**WORK REQUEST**
Go through the entries below. Copy out every line that contains "label".

**Collected data entries**
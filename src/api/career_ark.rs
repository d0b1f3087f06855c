// src/api/career_ark.rs
//! Career Ark: CV import tasks and the persistent profile sections

use serde::Serialize;
use serde_json::Value;
use std::path::Path;
use tracing::info;

use crate::core::ApiClient;
use crate::error::{ApiError, Result};
use crate::types::{
    AllSections, ArkProfile, GenerateMaterialsRequest, SectionKind, TaskStatus, UploadAccepted,
};
use crate::utils::{path_segment, require_non_blank};

const UPLOAD_ENDPOINT: &str = "/api/career-ark/cv";
const PROFILES_ENDPOINT: &str = "/api/career-ark/profiles";

#[derive(Clone, Copy)]
pub struct CareerArkApi<'a> {
    client: &'a ApiClient,
}

impl ApiClient {
    pub fn career_ark(&self) -> CareerArkApi<'_> {
        CareerArkApi { client: self }
    }
}

impl<'a> CareerArkApi<'a> {
    pub async fn health(&self) -> Result<Value> {
        self.client
            .get_public(&self.client.arc_url("/health"), "Health check failed")
            .await
    }

    /// Upload a CV file for extraction; the backend answers with a task id.
    pub async fn upload_cv(&self, file_path: &Path) -> Result<UploadAccepted> {
        let form = self.client.file_form(file_path, "file").await?;
        info!("Uploading {} to Career Ark", file_path.display());
        self.client
            .post_multipart(
                &self.client.gateway_url(UPLOAD_ENDPOINT),
                form,
                "Upload failed",
            )
            .await
    }

    pub async fn cv_status(&self, task_id: &str) -> Result<TaskStatus> {
        let url = self
            .client
            .arc_url(&format!("/cv/status/{}", path_segment(task_id)?));
        self.client.get_json(&url, "Status check failed").await
    }

    pub async fn profile(&self) -> Result<ArkProfile> {
        self.client
            .get_json(
                &self.client.gateway_url(&format!("{}/me", PROFILES_ENDPOINT)),
                "Failed to fetch profile",
            )
            .await
    }

    /// `fresh` bypasses caches, used right after an import completes.
    pub async fn all_sections(&self, profile_id: &str, fresh: bool) -> Result<AllSections> {
        let url = self.client.gateway_url(&format!(
            "{}/{}/all_sections",
            PROFILES_ENDPOINT,
            path_segment(profile_id)?
        ));
        if fresh {
            self.client
                .get_json_uncached(&url, "Failed to fetch Ark data")
                .await
        } else {
            self.client.get_json(&url, "Failed to fetch Ark data").await
        }
    }

    /// Current user's profile followed by all of its sections.
    pub async fn arc_data(&self) -> Result<AllSections> {
        let profile = self.profile().await?;
        self.all_sections(&profile.id.to_string(), false).await
    }

    pub async fn generate_application_materials(
        &self,
        job_advert: &str,
        arc_data: Value,
    ) -> Result<Value> {
        require_non_blank("job advert", job_advert)?;
        let request = GenerateMaterialsRequest {
            job_advert: job_advert.to_string(),
            arc_data,
        };
        self.client
            .post_json(
                &self.client.arc_url("/generate"),
                &request,
                "Failed to generate application materials",
            )
            .await
    }

    pub async fn delete_cv_task(&self, task_id: &str) -> Result<Value> {
        let url = self
            .client
            .arc_url(&format!("/cv/{}", path_segment(task_id)?));
        self.client
            .delete_json(&url, "Failed to delete CV task")
            .await
    }

    pub async fn list_cv_tasks(&self) -> Result<Value> {
        self.client
            .get_json(&self.client.arc_url("/cv/tasks"), "Failed to list CV tasks")
            .await
    }

    pub async fn download_processed_cv(&self, task_id: &str) -> Result<Vec<u8>> {
        let url = self
            .client
            .arc_url(&format!("/cv/download/{}", path_segment(task_id)?));
        self.client
            .get_bytes(&url, "Failed to download processed CV")
            .await
    }

    pub async fn add_entry<T>(&self, kind: SectionKind, entry: &T) -> Result<Value>
    where
        T: Serialize + ?Sized,
    {
        ensure_editable(kind)?;
        let context = format!("Failed to add {}", kind.label());
        self.client
            .post_json(&self.client.arc_url(kind.path()), entry, &context)
            .await
    }

    pub async fn update_entry<T>(&self, kind: SectionKind, id: &str, entry: &T) -> Result<Value>
    where
        T: Serialize + ?Sized,
    {
        ensure_editable(kind)?;
        let url = self
            .client
            .arc_url(&format!("{}/{}", kind.path(), path_segment(id)?));
        let context = format!("Failed to update {}", kind.label());
        self.client.patch_json(&url, entry, &context).await
    }

    pub async fn delete_entry(&self, kind: SectionKind, id: &str) -> Result<Value> {
        let url = self
            .client
            .arc_url(&format!("{}/{}", kind.path(), path_segment(id)?));
        let context = format!("Failed to delete {}", kind.label());
        self.client.delete_json(&url, &context).await
    }
}

fn ensure_editable(kind: SectionKind) -> Result<()> {
    if kind.is_editable() {
        Ok(())
    } else {
        Err(ApiError::InvalidInput(format!(
            "Section {} only supports deletion",
            kind.path()
        )))
    }
}
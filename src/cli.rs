// src/cli.rs
use anyhow::{Context, Result};
use clap::{Parser, Subcommand};
use serde::Serialize;
use std::path::PathBuf;
use tracing::info;

use cv_tailor::api::CvSession;
use cv_tailor::auth::TokenCheck;
use cv_tailor::types::{
    CreditAdjustment, CreditReason, Feedback, FeedbackKind, LoginRequest, NewJob, SocialProvider,
    UserListQuery,
};
use cv_tailor::{ApiClient, CvImport, ImportOutcome};

#[derive(Parser)]
#[command(name = "cv-tailor")]
#[command(about = "Tailor CVs against job postings through the CV API gateway")]
pub struct Cli {
    #[command(subcommand)]
    pub command: Command,
}

#[derive(Subcommand)]
pub enum Command {
    /// Log in and store the session token
    Login { email: String, password: String },
    /// End the session and forget the token
    Logout,
    /// Show the logged-in user
    Whoami,
    /// Check the stored token's expiry locally
    CheckToken,
    /// Check the Career Ark service is up
    Health,
    /// Print the OAuth entry point for a provider
    SocialUrl {
        #[arg(value_enum)]
        provider: SocialProvider,
    },
    /// Upload a CV into Career Ark and wait for extraction
    Import { file: PathBuf },
    /// Manage tracked job postings
    Jobs {
        #[command(subcommand)]
        action: JobsCommand,
    },
    /// List past applications
    History,
    /// Send feedback to the product team
    Feedback {
        message: String,
        #[arg(long, value_enum, default_value = "general")]
        kind: FeedbackKind,
        #[arg(long)]
        email: Option<String>,
    },
    /// Match the profile against a job description file
    Preview { job_description: PathBuf },
    /// Generate a tailored CV and cover letter for a job description file
    Generate { job_description: PathBuf },
    /// Show remaining credits
    Credits,
    /// Admin console (requires an admin session)
    Admin {
        #[command(subcommand)]
        action: AdminCommand,
    },
}

#[derive(Subcommand)]
pub enum AdminCommand {
    Analytics,
    Users {
        #[arg(long, default_value_t = 0)]
        skip: u32,
        #[arg(long, default_value_t = 50)]
        limit: u32,
        #[arg(long)]
        search: Option<String>,
    },
    User { id: String },
    /// Grant (positive) or deduct (negative) credits
    AdjustCredits {
        id: String,
        #[arg(allow_hyphen_values = true)]
        amount: i64,
        #[arg(long, value_enum)]
        reason: CreditReason,
        #[arg(long)]
        notes: Option<String>,
    },
    CreditHistory { id: String },
    Activity { id: String },
    Profile { id: String },
}

#[derive(Subcommand)]
pub enum JobsCommand {
    List,
    Add {
        title: String,
        company: String,
        /// File holding the job description
        description: PathBuf,
    },
    Remove { id: String },
}

fn print_json<T: Serialize>(value: &T) -> Result<()> {
    println!(
        "{}",
        serde_json::to_string_pretty(value).context("Failed to render response")?
    );
    Ok(())
}

fn read_text(path: &PathBuf) -> Result<String> {
    std::fs::read_to_string(path).with_context(|| format!("Failed to read {}", path.display()))
}

pub async fn handle_command(cli: Cli, client: &ApiClient) -> Result<()> {
    match cli.command {
        Command::Login { email, password } => {
            let response = client
                .accounts()
                .login(&LoginRequest { email, password })
                .await?;
            print_json(&response)?;
        }

        Command::Logout => {
            let response = client.accounts().logout().await?;
            print_json(&response)?;
        }

        Command::Whoami => print_json(&client.accounts().current_user().await?)?,

        Command::CheckToken => match client.auth().check_token_expiration()? {
            TokenCheck::Valid(claims) => {
                println!(
                    "Session valid for user {} until {}",
                    claims.user_id().unwrap_or_else(|| "<unknown>".to_string()),
                    claims
                        .expires_at()
                        .map(|t| t.to_rfc3339())
                        .unwrap_or_else(|| "<no expiry>".to_string())
                );
            }
            TokenCheck::Missing => println!("Not logged in"),
            TokenCheck::Expired | TokenCheck::Invalid => {
                println!("Session expired, log in again")
            }
        },

        Command::Health => print_json(&client.career_ark().health().await?)?,

        Command::SocialUrl { provider } => {
            println!("{}", client.accounts().social_auth_url(provider))
        }

        Command::Import { file } => {
            let outcome = CvImport::new(client)
                .run(&file, |progress| {
                    eprintln!("[{:>3}%] {}", progress.percent, progress.status);
                })
                .await?;

            match &outcome {
                ImportOutcome::Completed {
                    sections: Some(sections),
                    ..
                } => {
                    info!("Import {} produced {} entries", outcome.task_id(), sections.total_entries());
                    print_json(sections)?;
                }
                _ => {
                    let message = outcome
                        .error_message()
                        .unwrap_or_else(|| "Import finished".to_string());
                    anyhow::bail!("{}", message);
                }
            }
        }

        Command::Jobs { action } => match action {
            JobsCommand::List => print_json(&client.jobs().list().await?)?,
            JobsCommand::Add {
                title,
                company,
                description,
            } => {
                let job = NewJob {
                    title,
                    company,
                    description: read_text(&description)?,
                };
                print_json(&client.jobs().create(&job).await?)?;
            }
            JobsCommand::Remove { id } => print_json(&client.jobs().delete(&id).await?)?,
        },

        Command::History => print_json(&client.applications().history().await?)?,

        Command::Feedback {
            message,
            kind,
            email,
        } => {
            let feedback = Feedback {
                message,
                kind,
                email,
            };
            print_json(&client.feedback().submit(&feedback).await?)?;
        }

        Command::Preview { job_description } => {
            let description = read_text(&job_description)?;
            let mut session = CvSession::new(client);
            session.start_for_current_user().await?;
            let preview = session.preview(&description).await;
            session.end().await?;
            let preview = preview?;
            eprintln!("Keyword coverage: {}%", preview.keyword_coverage_percent());
            print_json(&preview)?;
        }

        Command::Generate { job_description } => {
            let description = read_text(&job_description)?;
            let mut session = CvSession::new(client);
            session.start_for_current_user().await?;
            let generated = session.generate(&description).await;
            session.end().await?;
            print_json(&generated?)?;
        }

        Command::Credits => {
            let credits = client.credits().balance().await?;
            eprintln!("Total credits: {}", credits.total());
            print_json(&credits)?;
        }

        Command::Admin { action } => handle_admin(action, client).await?,
    }

    Ok(())
}

async fn handle_admin(action: AdminCommand, client: &ApiClient) -> Result<()> {
    let admin = client.admin();
    match action {
        AdminCommand::Analytics => print_json(&admin.analytics().await?)?,
        AdminCommand::Users {
            skip,
            limit,
            search,
        } => {
            let query =
                UserListQuery::page(skip, limit).search(search.as_deref().unwrap_or_default());
            print_json(&admin.list_users(&query).await?)?;
        }
        AdminCommand::User { id } => print_json(&admin.user_detail(&id).await?)?,
        AdminCommand::AdjustCredits {
            id,
            amount,
            reason,
            notes,
        } => {
            let adjustment = CreditAdjustment {
                amount,
                reason,
                notes,
            };
            print_json(&admin.adjust_credits(&id, &adjustment).await?)?;
        }
        AdminCommand::CreditHistory { id } => print_json(&admin.credit_history(&id).await?)?,
        AdminCommand::Activity { id } => print_json(&admin.user_activity(&id).await?)?,
        AdminCommand::Profile { id } => print_json(&admin.user_profile(&id).await?)?,
    }
    Ok(())
}
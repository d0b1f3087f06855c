// src/api/ai.rs
use serde_json::Value;

use crate::core::ApiClient;
use crate::error::Result;
use crate::types::{AnalyzeCvRequest, CoverLetterRequest, KeywordsRequest, OptimizeCvRequest};
use crate::utils::require_non_blank;

pub struct AiApi<'a> {
    client: &'a ApiClient,
}

impl ApiClient {
    pub fn ai(&self) -> AiApi<'_> {
        AiApi { client: self }
    }
}

impl<'a> AiApi<'a> {
    pub async fn optimize_cv(&self, request: &OptimizeCvRequest) -> Result<Value> {
        require_non_blank("cv_id", &request.cv_id)?;
        self.client
            .post_json(
                &self.client.ai_url("/optimize-cv"),
                request,
                "Failed to optimize CV",
            )
            .await
    }

    pub async fn generate_cover_letter(&self, request: &CoverLetterRequest) -> Result<Value> {
        require_non_blank("cv_id", &request.cv_id)?;
        require_non_blank("job description", &request.job_description)?;
        self.client
            .post_json(
                &self.client.ai_url("/generate-cover-letter"),
                request,
                "Failed to generate cover letter",
            )
            .await
    }

    pub async fn analyze_cv(&self, request: &AnalyzeCvRequest) -> Result<Value> {
        require_non_blank("cv_id", &request.cv_id)?;
        self.client
            .post_json(&self.client.ai_url("/analyze"), request, "Failed to analyze CV")
            .await
    }

    /// Keyword extraction lives on the Arc service, not the AI one.
    pub async fn extract_keywords(&self, job_description: &str) -> Result<Value> {
        require_non_blank("job description", job_description)?;
        let request = KeywordsRequest {
            job_description: job_description.to_string(),
        };
        self.client
            .post_json(
                &self.client.arc_url("/ai/keywords"),
                &request,
                "Failed to fetch keywords",
            )
            .await
    }
}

**RESPONSE BOX**
        let context = format!("Failed to add {}", kind.label());
        let context = format!("Failed to update {}", kind.label());
        let context = format!("Failed to delete {}", kind.label());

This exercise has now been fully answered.